In my garden I feed the birds, or at least try to, but there are very few takers, just the odd Great Tit or Greenfinch. Curiously, on 2 Saturdays there were more customers: Flocks of up to 15 Greenfinches and 10 Great
Tits, with also a sole Blue Tit, a newcomer here in the north. One day there were also a few House Sparrows: there is a colony a few houses down the road, but they are normally extremely sedentary, and I see them but rarely. Flocks of Fieldfares landed in
my alder tree, and there was at least one Redwing among them; they are of course not interested in sunflower seeds.
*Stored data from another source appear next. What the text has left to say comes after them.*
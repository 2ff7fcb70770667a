pub mod wrapper;

pub use wrapper::*;
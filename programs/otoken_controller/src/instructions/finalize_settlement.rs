use anchor_lang::prelude::*;

use crate::errors::ErrorCode;
use crate::instructions::SettlementAdmin;
use crate::utils::validation::validate_expired;

/// Fixes the payout per full instrument unit; only possible once, after expiry
/// Zero is a valid payout (expired out of the money)
pub fn handler(ctx: Context<SettlementAdmin>, payout_per_unit: u64) -> Result<()> {
    let settlement = &mut ctx.accounts.settlement;

    validate_expired(settlement.expiry)?;
    require!(!settlement.price_finalized, ErrorCode::SettlementAlreadyFinalized);

    settlement.payout_per_unit = payout_per_unit;
    settlement.price_finalized = true;

    msg!(
        "Finalized settlement for {}: {} per unit",
        settlement.instrument_mint,
        payout_per_unit
    );

    Ok(())
}
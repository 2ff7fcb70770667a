pub mod create_vault;
pub mod mint;
pub mod zap;

// Glob imports are required for Anchor's #[program] macro
#[allow(ambiguous_glob_reexports)]
pub use create_vault::*;
#[allow(ambiguous_glob_reexports)]
pub use mint::*;
#[allow(ambiguous_glob_reexports)]
pub use zap::*;
use anchor_lang::prelude::*;

pub type ZapResult<T = ()> = std::result::Result<T, ErrorCode>;

#[error_code]
#[derive(PartialEq, Eq)]
pub enum ErrorCode {
    #[msg("Invalid amount (must be > 0)")]
    InvalidAmount,

    #[msg("Native value sent is below what the zap requires")]
    InsufficientValueSent,

    #[msg("Order fill reverted or missed its bounds")]
    FillReverted,

    #[msg("Fill payload is not a batch fill instruction")]
    InvalidFillPayload,

    #[msg("Swap for quote currency failed")]
    SwapFailed,

    #[msg("Wrapper mint failed")]
    MintFailed,

    #[msg("Token transfer failed")]
    TransferFailed,

    #[msg("Wrapper collateral must be wrapped SOL")]
    InvalidCollateralMint,

    #[msg("Swap pool does not trade the quote mint")]
    InvalidSwapPool,

    #[msg("Zap vault balance changed across the operation")]
    ZapResidue,

    #[msg("Math overflow")]
    MathOverflow,
}
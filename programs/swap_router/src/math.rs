use anchor_lang::prelude::*;

use crate::errors::ErrorCode;


pub const BPS_DENOMINATOR: u128 = 10_000;

/// Input needed to take exactly `amount_out` from the pool
///
/// amount_in = reserve_in × amount_out × 10000 / ((reserve_out − amount_out) × (10000 − fee_bps)) + 1
pub fn get_amount_in(
    amount_out: u64,
    reserve_in: u64,
    reserve_out: u64,
    fee_bps: u16,
) -> Result<u64> {
    require!(amount_out > 0, ErrorCode::InvalidAmount);
    require!(
        reserve_in > 0 && reserve_out > amount_out,
        ErrorCode::InsufficientLiquidity
    );
    require!((fee_bps as u128) < BPS_DENOMINATOR, ErrorCode::InvalidFee);

    let numerator = (reserve_in as u128)
        .checked_mul(amount_out as u128)
        .ok_or(ErrorCode::MathOverflow)?
        .checked_mul(BPS_DENOMINATOR)
        .ok_or(ErrorCode::MathOverflow)?;
    let denominator = ((reserve_out - amount_out) as u128)
        .checked_mul(BPS_DENOMINATOR - fee_bps as u128)
        .ok_or(ErrorCode::MathOverflow)?;

    let amount_in = numerator
        .checked_div(denominator)
        .ok_or(ErrorCode::MathOverflow)?
        .checked_add(1)
        .ok_or(ErrorCode::MathOverflow)?;

    u64::try_from(amount_in).map_err(|_| error!(ErrorCode::MathOverflow))
}

/// Output received for paying `amount_in`
pub fn get_amount_out(amount_in: u64, reserve_in: u64, reserve_out: u64, fee_bps: u16) -> Result<u64> {
    require!(amount_in > 0, ErrorCode::InvalidAmount);
    require!(
        reserve_in > 0 && reserve_out > 0,
        ErrorCode::InsufficientLiquidity
    );
    require!((fee_bps as u128) < BPS_DENOMINATOR, ErrorCode::InvalidFee);

    let amount_in_with_fee = (amount_in as u128)
        .checked_mul(BPS_DENOMINATOR - fee_bps as u128)
        .ok_or(ErrorCode::MathOverflow)?;
    let numerator = amount_in_with_fee
        .checked_mul(reserve_out as u128)
        .ok_or(ErrorCode::MathOverflow)?;
    let denominator = (reserve_in as u128)
        .checked_mul(BPS_DENOMINATOR)
        .ok_or(ErrorCode::MathOverflow)?
        .checked_add(amount_in_with_fee)
        .ok_or(ErrorCode::MathOverflow)?;

    let amount_out = numerator
        .checked_div(denominator)
        .ok_or(ErrorCode::MathOverflow)?;

    u64::try_from(amount_out).map_err(|_| error!(ErrorCode::MathOverflow))
}
use anchor_lang::prelude::*;
use anchor_lang::solana_program::program_option::COption;
use anchor_spl::token::{Mint, Token, TokenAccount};

use crate::errors::ErrorCode;
use crate::state::Settlement;

pub const SETTLEMENT_SEED: &[u8] = b"settlement";
pub const PAYOUT_VAULT_SEED: &[u8] = b"payout_vault";

#[derive(Accounts)]
pub struct SettlementCreate<'info> {
    #[account(mut)]
    pub admin: Signer<'info>,

    /// The Settlement PDA - INITIALIZE it (one per instrument mint)
    #[account(
        init,
        payer = admin,
        space = Settlement::SIZE,
        seeds = [SETTLEMENT_SEED, instrument_mint.key().as_ref()],
        bump
    )]
    pub settlement: Account<'info, Settlement>,

    /// Only the instrument's issuer (its mint authority) may register its settlement
    #[account(
        constraint = instrument_mint.mint_authority == COption::Some(admin.key()) @ ErrorCode::UnauthorizedAccess
    )]
    pub instrument_mint: Account<'info, Mint>,

    pub settlement_mint: Account<'info, Mint>,

    /// Payout vault PDA - INITIALIZE it
    #[account(
        init,
        payer = admin,
        seeds = [PAYOUT_VAULT_SEED, settlement.key().as_ref()],
        bump,
        token::mint = settlement_mint,
        token::authority = settlement,
    )]
    pub payout_vault: Account<'info, TokenAccount>,

    pub system_program: Program<'info, System>,
    pub token_program: Program<'info, Token>,
    pub rent: Sysvar<'info, Rent>,
}

/// Admin operations on an existing settlement (funding, price finalization)
#[derive(Accounts)]
pub struct SettlementAdmin<'info> {
    #[account(mut)]
    pub admin: Signer<'info>,

    #[account(
        mut,
        has_one = admin @ ErrorCode::UnauthorizedAccess,
        has_one = payout_vault @ ErrorCode::InvalidPayoutVault,
        has_one = settlement_mint,
    )]
    pub settlement: Account<'info, Settlement>,

    pub settlement_mint: Account<'info, Mint>,

    #[account(mut)]
    pub payout_vault: Account<'info, TokenAccount>,

    /// Admin's settlement currency account
    #[account(mut)]
    pub admin_payout_account: Account<'info, TokenAccount>,

    pub token_program: Program<'info, Token>,
}

#[derive(Accounts)]
pub struct Redeem<'info> {
    pub holder: Signer<'info>,

    #[account(
        mut,
        has_one = instrument_mint @ ErrorCode::InvalidInstrumentMint,
        has_one = settlement_mint,
        has_one = payout_vault @ ErrorCode::InvalidPayoutVault,
    )]
    pub settlement: Account<'info, Settlement>,

    #[account(mut)]
    pub instrument_mint: Account<'info, Mint>,

    pub settlement_mint: Account<'info, Mint>,

    #[account(mut)]
    pub payout_vault: Account<'info, TokenAccount>,

    /// Holder's instrument account (burned from)
    #[account(
        mut,
        constraint = holder_instrument_account.mint == instrument_mint.key() @ ErrorCode::InvalidInstrumentMint
    )]
    pub holder_instrument_account: Account<'info, TokenAccount>,

    /// Holder's settlement currency account (paid into)
    #[account(mut)]
    pub holder_payout_account: Account<'info, TokenAccount>,

    pub token_program: Program<'info, Token>,
}
use anchor_lang::prelude::*;

#[error_code]
#[derive(PartialEq, Eq)]
pub enum ErrorCode {
    #[msg("Invalid price (must be > 0)")]
    InvalidPrice,

    #[msg("Invalid amount (must be > 0)")]
    InvalidAmount,

    #[msg("Invalid mint for order side")]
    InvalidMint,

    #[msg("Invalid fill size")]
    InvalidFillSize,

    #[msg("Math overflow")]
    MathOverflow,

    #[msg("Unauthorized access")]
    UnauthorizedAccess,

    #[msg("Order fully filled")]
    OrderFullyFilled,

    #[msg("Invalid market")]
    InvalidMarket,

    #[msg("Order has expired")]
    OrderExpired,

    #[msg("Expiration must be in the future")]
    InvalidExpiration,

    #[msg("Order cannot be filled for the full requested size")]
    IncompleteFill,

    #[msg("Batch is empty")]
    EmptyBatch,

    #[msg("Remaining accounts do not match the batch")]
    BatchAccountsMismatch,

    #[msg("Escrow does not belong to order")]
    InvalidEscrow,

    #[msg("Maker receive account not owned by order owner")]
    InvalidMakerAccount,
}
use anchor_lang::solana_program::account_info::AccountInfo;
use anchor_lang::solana_program::entrypoint::ProgramResult;
use anchor_lang::solana_program::pubkey::Pubkey;
use anchor_spl::token::spl_token;
use solana_program_test::{processor, ProgramTest};

use crate::token::native_mint_account;

// Anchor entrypoints take the account slice and its accounts under one lifetime
fn opeth_entry(program_id: &Pubkey, accounts: &[AccountInfo], data: &[u8]) -> ProgramResult {
    let accounts = Box::leak(Box::new(accounts.to_vec()));
    opeth::entry(program_id, accounts, data)
}

fn controller_entry(program_id: &Pubkey, accounts: &[AccountInfo], data: &[u8]) -> ProgramResult {
    let accounts = Box::leak(Box::new(accounts.to_vec()));
    otoken_controller::entry(program_id, accounts, data)
}

pub fn setup_programs() -> ProgramTest {
    let mut validator = ProgramTest::new("opeth", opeth::id(), processor!(opeth_entry));
    validator.add_program(
        "otoken_controller",
        otoken_controller::id(),
        processor!(controller_entry),
    );
    validator.add_account(spl_token::native_mint::ID, native_mint_account());
    validator
}
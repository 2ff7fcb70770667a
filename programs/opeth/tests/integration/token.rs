use anchor_lang::solana_program::program_option::COption;
use anchor_lang::solana_program::program_pack::Pack;
use anchor_lang::solana_program::pubkey::Pubkey;
use anchor_lang::solana_program::rent::Rent;
use anchor_lang::solana_program::system_instruction;
use anchor_spl::token::spl_token;
use anchor_spl::token::spl_token::state::{Account as TokenAccount, Mint};
use solana_program_test::BanksClient;
use solana_sdk::account::Account;
use solana_sdk::signature::Keypair;
use solana_sdk::signer::Signer;

use crate::utils::process;

// wSOL mint as the token program expects to find it
pub fn native_mint_account() -> Account {
    let mut data = vec![0; Mint::LEN];
    Mint {
        mint_authority: COption::None,
        supply: 0,
        decimals: 9,
        is_initialized: true,
        freeze_authority: COption::None,
    }
    .pack_into_slice(&mut data);

    Account {
        lamports: Rent::default().minimum_balance(Mint::LEN),
        data,
        owner: spl_token::ID,
        executable: false,
        rent_epoch: 0,
    }
}

// payer is the mint authority
pub async fn create_mint(
    banks_client: &mut BanksClient,
    payer: &Keypair,
    decimals: u8,
) -> anyhow::Result<Pubkey> {
    let mint = Keypair::new();
    let rent = banks_client.get_rent().await?;

    let ixs = vec![
        system_instruction::create_account(
            &payer.pubkey(),
            &mint.pubkey(),
            rent.minimum_balance(Mint::LEN),
            Mint::LEN as u64,
            &spl_token::ID,
        ),
        spl_token::instruction::initialize_mint2(
            &spl_token::ID,
            &mint.pubkey(),
            &payer.pubkey(),
            None,
            decimals,
        )?,
    ];
    process(banks_client, ixs, payer, &[payer, &mint]).await?;

    Ok(mint.pubkey())
}

pub async fn create_token_account(
    banks_client: &mut BanksClient,
    payer: &Keypair,
    mint: &Pubkey,
    owner: &Pubkey,
) -> anyhow::Result<Pubkey> {
    let account = Keypair::new();
    let rent = banks_client.get_rent().await?;

    let ixs = vec![
        system_instruction::create_account(
            &payer.pubkey(),
            &account.pubkey(),
            rent.minimum_balance(TokenAccount::LEN),
            TokenAccount::LEN as u64,
            &spl_token::ID,
        ),
        spl_token::instruction::initialize_account3(
            &spl_token::ID,
            &account.pubkey(),
            mint,
            owner,
        )?,
    ];
    process(banks_client, ixs, payer, &[payer, &account]).await?;

    Ok(account.pubkey())
}

pub async fn mint_to(
    banks_client: &mut BanksClient,
    payer: &Keypair,
    mint: &Pubkey,
    account: &Pubkey,
    amount: u64,
) -> anyhow::Result<()> {
    let ix = spl_token::instruction::mint_to(
        &spl_token::ID,
        mint,
        account,
        &payer.pubkey(),
        &[],
        amount,
    )?;
    process(banks_client, vec![ix], payer, &[payer]).await?;
    Ok(())
}

// lamports into a wSOL account, then sync its token amount
pub async fn wrap_sol(
    banks_client: &mut BanksClient,
    payer: &Keypair,
    account: &Pubkey,
    lamports: u64,
) -> anyhow::Result<()> {
    let ixs = vec![
        system_instruction::transfer(&payer.pubkey(), account, lamports),
        spl_token::instruction::sync_native(&spl_token::ID, account)?,
    ];
    process(banks_client, ixs, payer, &[payer]).await?;
    Ok(())
}

pub async fn token_balance(banks_client: &mut BanksClient, account: &Pubkey) -> anyhow::Result<u64> {
    let account = banks_client
        .get_account(*account)
        .await?
        .ok_or_else(|| anyhow::anyhow!("token account {} not found", account))?;
    Ok(TokenAccount::unpack(&account.data)?.amount)
}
The following Sundays there were no birds at the feeders at all, making me wonder if they were of some very conservative faith.
When I go to the shore of the sounds surrounding our island of Tromsøya, there will be more large gulls, and always flocks of Common Eiders. If you wait a while, Great Cormorants are sure to fly past; these are common
here in winter, but leave to nest elsewhere. There will probably also be other sea ducks around: Red-throated Mergansers, scoters and maybe Long-tailed Ducks, but there is so little daylight, that it usually is impossible to identify far away birds. When you
are lucky, which I have not been this last month, you may get eyes on a flying White-tailed Eagle, or hear the cozy conversation of a pair of Northern Ravens.
The sun will be back (for 2 minutes, if the weather is agreeable) on 21 January, Soldagen, the day of the Sun, which is much celebrated here. Before that we will have Christmas and New Year, this year once more greatly
curtailed because of the pandemic. My Dutch partner will be unable to come to Tromsø, but all 3 children and families will be here. Christmas is THE great family feast in Norway.
I wish you all a God Jul (merry Christmas) and a new year full of birds.